Published: Thursday, September 14, 2006

The Columbine High School tragedy of 1999 was memorable not only for its horrific toll -- 15 dead, including the two teenage shooters -- but for the hysterical media coverage that followed it. Readers will recall that the massacre perpetrated by Eric Harris and Dylan Klebold in Jefferson County, Colo., was turned into a societal morality play, with every possible youth-culture phenomenon brought in for blame. The alleged root causes included bullying, violent video games, the Internet, "Goth culture," cliques, death-metal music, high school jock-ocracy and even anti-Christian bigotry. In the end, it turned out that these theories were nonsense. In particular, it is now known that, far from being bullied pariahs, Harris and Klebold had a wide circle of friends, some of whom seemed to have at least vague knowledge of what they the pair were planning.
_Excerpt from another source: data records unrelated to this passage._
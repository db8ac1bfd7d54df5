// Copyright 2025
// SPDX-License-Identifier: Apache-2.0
//
// PII detection and redaction
// Runs inline before text leaves a local boundary

pub mod pii_filter;

pub use pii_filter::config::{Category, DetectionOptions, EngineConfig, RecognizerToggles};
pub use pii_filter::deny_list::{DenyListRule, DenyListStore};
pub use pii_filter::error::{PiiError, StatisticalError};
pub use pii_filter::span::{MaskingResult, NestedMaskingResult, Provenance, Source, Span};
pub use pii_filter::statistical::{
    EntityModel, ModelLoader, StatisticalRecognizer, TokenPrediction,
};
pub use pii_filter::PiiDetector;

/// Crate version
pub const VERSION: &str = env!("CARGO_PKG_VERSION");
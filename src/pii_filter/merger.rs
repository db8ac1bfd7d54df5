// Copyright 2025
// SPDX-License-Identifier: Apache-2.0
//
// Cross-recognizer span reconciliation

use std::cmp::Ordering;

use super::config::DetectionOptions;
use super::span::Span;

/// Resolve overlapping candidates into a disjoint, start-sorted set.
///
/// Candidates are visited by (start asc, priority desc, confidence desc).
/// On overlap the stronger span (priority, then confidence) supplies
/// category and confidence, the interval grows to the union, and provenance
/// accumulates. `matched_text` is re-sliced from `text` so it always equals
/// `text[start..end]`.
pub fn merge_spans(text: &str, mut candidates: Vec<Span>) -> Vec<Span> {
    candidates.sort_by(|a, b| {
        a.start
            .cmp(&b.start)
            .then_with(|| b.provenance.priority().cmp(&a.provenance.priority()))
            .then_with(|| {
                b.confidence
                    .partial_cmp(&a.confidence)
                    .unwrap_or(Ordering::Equal)
            })
    });

    let mut merged: Vec<Span> = Vec::with_capacity(candidates.len());

    for candidate in candidates {
        // Candidates arrive in start order and finalized spans only grow to
        // the right, so only the most recent one can overlap.
        match merged.last_mut() {
            Some(current) if current.overlaps(&candidate) => absorb(text, current, candidate),
            _ => merged.push(candidate),
        }
    }

    merged.sort_by_key(|s| s.start);
    merged
}

fn absorb(text: &str, current: &mut Span, candidate: Span) {
    let stronger = match candidate
        .provenance
        .priority()
        .cmp(&current.provenance.priority())
    {
        Ordering::Greater => true,
        Ordering::Less => false,
        Ordering::Equal => candidate.confidence > current.confidence,
    };

    if stronger {
        current.category = candidate.category;
        current.confidence = candidate.confidence;
    }
    current.provenance.extend(&candidate.provenance);

    let start = current.start.min(candidate.start);
    let end = current.end.max(candidate.end);
    if (start, end) != (current.start, current.end) {
        current.start = start;
        current.end = end;
        current.matched_text = text[start..end].to_string();
    }
}

/// Keep spans whose category is enabled and whose confidence clears the floor
pub fn filter_spans(spans: Vec<Span>, options: &DetectionOptions) -> Vec<Span> {
    spans
        .into_iter()
        .filter(|s| options.is_enabled(s.category) && s.confidence >= options.min_confidence)
        .collect()
}
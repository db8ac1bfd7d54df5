// Copyright 2025
// SPDX-License-Identifier: Apache-2.0
//
// Structural validators for pattern matches.
// A failing validator discards the candidate outright.

/// Luhn checksum over the digits of `value` (13-19 digits)
pub fn is_valid_luhn(value: &str) -> bool {
    let digits: Vec<u32> = value.chars().filter_map(|c| c.to_digit(10)).collect();

    if digits.len() < 13 || digits.len() > 19 {
        return false;
    }

    let checksum: u32 = digits
        .iter()
        .rev()
        .enumerate()
        .map(|(idx, &digit)| {
            if idx % 2 == 1 {
                let doubled = digit * 2;
                if doubled > 9 {
                    doubled - 9
                } else {
                    doubled
                }
            } else {
                digit
            }
        })
        .sum();

    checksum % 10 == 0
}

/// ISO 13616 mod-97 check
pub fn is_valid_iban(value: &str) -> bool {
    let compact: String = value
        .chars()
        .filter(|c| !c.is_whitespace())
        .map(|c| c.to_ascii_uppercase())
        .collect();

    if compact.len() < 15 || compact.len() > 34 || !compact.is_ascii() {
        return false;
    }

    let (head, tail) = compact.split_at(4);

    // Fold digit by digit so the value never leaves u32 range
    let mut remainder: u32 = 0;
    for c in tail.chars().chain(head.chars()) {
        let n = match c {
            '0'..='9' => c as u32 - '0' as u32,
            'A'..='Z' => c as u32 - 'A' as u32 + 10,
            _ => return false,
        };
        remainder = if n >= 10 {
            (remainder * 100 + n) % 97
        } else {
            (remainder * 10 + n) % 97
        };
    }

    remainder == 1
}

/// US SSN: nine digits, excluding reserved and well-known dummy values
pub fn is_valid_ssn(value: &str) -> bool {
    let digits: String = value.chars().filter(|c| c.is_ascii_digit()).collect();

    if digits.len() != 9 {
        return false;
    }

    if digits == "000000000" || digits == "123456789" {
        return false;
    }

    !(digits.starts_with("000") || digits.starts_with("666") || digits.starts_with('9'))
}

/// ISO 3166-1 alpha-2 codes accepted in the country slot of a BIC
const COUNTRY_CODES: &str = "AD AE AF AG AI AL AM AO AQ AR AS AT AU AW AX AZ BA BB BD BE BF BG BH BI \
BJ BL BM BN BO BQ BR BS BT BV BW BY BZ CA CC CD CF CG CH CI CK CL CM CN CO CR CU CV CW CX CY CZ DE \
DJ DK DM DO DZ EC EE EG EH ER ES ET FI FJ FK FM FO FR GA GB GD GE GF GG GH GI GL GM GN GP GQ GR GS \
GT GU GW GY HK HM HN HR HT HU ID IE IL IM IN IO IQ IR IS IT JE JM JO JP KE KG KH KI KM KN KP KR KW \
KY KZ LA LB LC LI LK LR LS LT LU LV LY MA MC MD ME MF MG MH MK ML MM MN MO MP MQ MR MS MT MU MV MW \
MX MY MZ NA NC NE NF NG NI NL NO NP NR NU NZ OM PA PE PF PG PH PK PL PM PN PR PS PT PW PY QA RE RO \
RS RU RW SA SB SC SD SE SG SH SI SJ SK SL SM SN SO SR SS ST SV SX SY SZ TC TD TF TG TH TJ TK TL TM \
TN TO TR TT TV TW TZ UA UG UM US UY UZ VA VC VE VG VI VN VU WF WS XK YE YT ZA ZM ZW";

/// BIC: 8 or 11 characters with a real country code in positions 5-6
pub fn is_valid_bic(value: &str) -> bool {
    if (value.len() != 8 && value.len() != 11) || !value.is_ascii() {
        return false;
    }
    let country = &value[4..6];
    COUNTRY_CODES.split_whitespace().any(|code| code == country)
}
We hope the same mad rush for scapegoats doesn't emerge after yesterday's school shooting at Dawson College in Montreal. In the years following Columbine, there have been scattered school shootings across North America. And of course, Columbine itself was preceded by the Ecole Polytechnique massacre of Dec. 6, 1989, in which gunman Marc Lepine killed 14 students. To the extent these shootings follow a pattern, it is not one that can be traced to any particular social or technological phenomenon. Rather, the gunmen -- they are all male -- invariably are motivated by a turgid mental stew of victimization, delusion and a hunger for notoriety.

Borderline mental disease also seems to play a role: The FBI's lead Columbine investigator, for instance, believed Harris, the Columbine mastermind, possessed a pathological superiority complex. As for Lepine (whose name had once been Gamil Gharbi), he had developed an obsessive belief that all of his problems -- including the refusal of Ecole Polytechnique to grant him admission -- were the result of feminists. (This may have has something to do with Lepine's upbringing by a reportedly misogynistic father.)

There is simply no way that a society can entirely eliminate the risk of such attacks. Teens and young adults develop all sorts of unstable, self-destructive neuroses. Only a few take on the extreme, pathological mindset that leads to nihilistic murder. But all it takes is one or two.

Nor can a society entirely eliminate access to guns. Unless we want to do away with hunters, police, soldiers and sport shooters, we will always have to deal with the existence of some small quantity of (highly regulated) firearms being in circulation. Gun control is effective only up to a point. In any society, a criminal who wants a gun will get one. (In Canada, the usual practice is to buy an American handgun on the black market.)

To the extent such tragedies offer any useful lessons, it is that citizens must remain vigilant in picking up on the warning signs they see in others. We don't know yet whether the perpetrator of the Dawson shootings had given any hint of his dark scheme. But if he followed the pattern of most school shooters, they did. (Harris and Klebold, for instance, began openly fantasizing about murdering their classmates on their Web pages as early as 1997.)

Instead of hunting for external phenomena on which to blame this tragedy, Canadians should focus their attention on the real "root cause" of school shootings: troubled souls.